O quiabo, conhecido por sua textura macia, crocância e sensação escorregadia, é um dos vegetais mais nutritivos que existem. Mas no mundo ocidental, alguns vegetais dividem opiniões, mas poucos geram debates tão acalorados quanto este. Conhecido por sua textura viscosa e sabor forte, esta vagem verde tem uma reputação de “ou se ama ou se odeia”, especialmente no Ocidente.

“Tem gosto de meleca crocante.”
“Prefiro comer qualquer coisa menos isso.”

Uma pesquisa de 2020 o classificou entre os vegetais mais detestados nos EUA e entre os seis primeiros na Europa. Na América, há até uma piada:

“Quer que alguém vá embora? Diga que vai servir isso no jantar.”
Por que este vegetal causa reações tão intensas?

Um Pesadelo de Infância para Muitos
Para muitos ocidentais, o primeiro encontro com este vegetal ocorre nas cantinas escolares – muitas vezes contra sua vontade.
“Ele sempre aparece na bandeja do almoço, assombrando estudantes e atletas.”
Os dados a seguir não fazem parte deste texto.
//! The longname grammar: pure string algebra over fully qualified symbol
//! names.
//!
//! A longname is `memberof` + scope punctuation + `name`, optionally followed
//! by a parenthesized variation, like `lib.Panel#open` or `anim.fadein(2)`.
//! Quoted segments are atomic: `channels."#ops"#open` names the member `open`
//! of the `"#ops"` property, and none of the punctuation inside the quotes
//! participates in splitting. Bracketed computed properties normalize to the
//! quoted form (`channels["#ops"]` becomes `channels."#ops"`).

use memchr::memrchr;
use memchr::memrchr3;
use serde::Deserialize;
use serde::Serialize;

/// Longname used for doclets that do not have one, such as anonymous
/// functions.
pub const ANONYMOUS: &str = "<anonymous>";

/// Longname that represents global scope.
pub const GLOBAL: &str = "<global>";

/// Namespace prefix for module longnames.
pub const MODULE_NAMESPACE: &str = "module:";

pub const PUNC_STATIC: char = '.';
pub const PUNC_INSTANCE: char = '#';
pub const PUNC_INNER: char = '~';

/// How a member relates to its container. This is symbol scope, not lexical
/// scope.
#[derive(Clone, Copy, PartialEq, Eq, Debug, Serialize, Deserialize)]
#[serde(rename_all = "lowercase")]
pub enum Scope {
  Global,
  Inner,
  Instance,
  Static,
}

impl Scope {
  pub fn name(self) -> &'static str {
    match self {
      Scope::Global => "global",
      Scope::Inner => "inner",
      Scope::Instance => "instance",
      Scope::Static => "static",
    }
  }

  pub fn from_name(name: &str) -> Option<Scope> {
    match name {
      "global" => Some(Scope::Global),
      "inner" => Some(Scope::Inner),
      "instance" => Some(Scope::Instance),
      "static" => Some(Scope::Static),
      _ => None,
    }
  }

  /// The punctuation mark for this scope. Global scope has none.
  pub fn punc(self) -> Option<char> {
    match self {
      Scope::Global => None,
      Scope::Inner => Some(PUNC_INNER),
      Scope::Instance => Some(PUNC_INSTANCE),
      Scope::Static => Some(PUNC_STATIC),
    }
  }

  pub fn from_punc(punc: char) -> Option<Scope> {
    match punc {
      PUNC_INNER => Some(Scope::Inner),
      PUNC_INSTANCE => Some(Scope::Instance),
      PUNC_STATIC => Some(Scope::Static),
      _ => None,
    }
  }
}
Sua reputação chega até aos esportes universitários. Na Delta State University, o mascote não oficial é O Quiabo Lutador. Este personagem peculiar, criado pelo jogador de beisebol Shawn Doyle, foi escolhido porque os estudantes universalmente o detestavam.

“É o vegetal mais nojento que conseguimos imaginar.” – Shawn Doyle
Apesar de nunca ter sido reconhecido oficialmente, os estudantes adotaram completamente este vegetal de luvas de boxe como seu símbolo.

Por Que os Chefs Ocidentais Evitam Cozinhá-lo?
Poucos ingredientes desafiam tanto os melhores chefs ocidentais quanto este.
O chef estrelado Michelin Jason Atherton disse ao The Guardian:
“É o ingrediente mais difícil de cozinhar.”
“É viscoso, gruda em tudo e tem um cheiro incomum.”
“Por que fritar limo? Nojento.”
“É o ingrediente mais duvidoso de todos.”
“As pessoas continuam mentindo. Isso NÃO é normal.”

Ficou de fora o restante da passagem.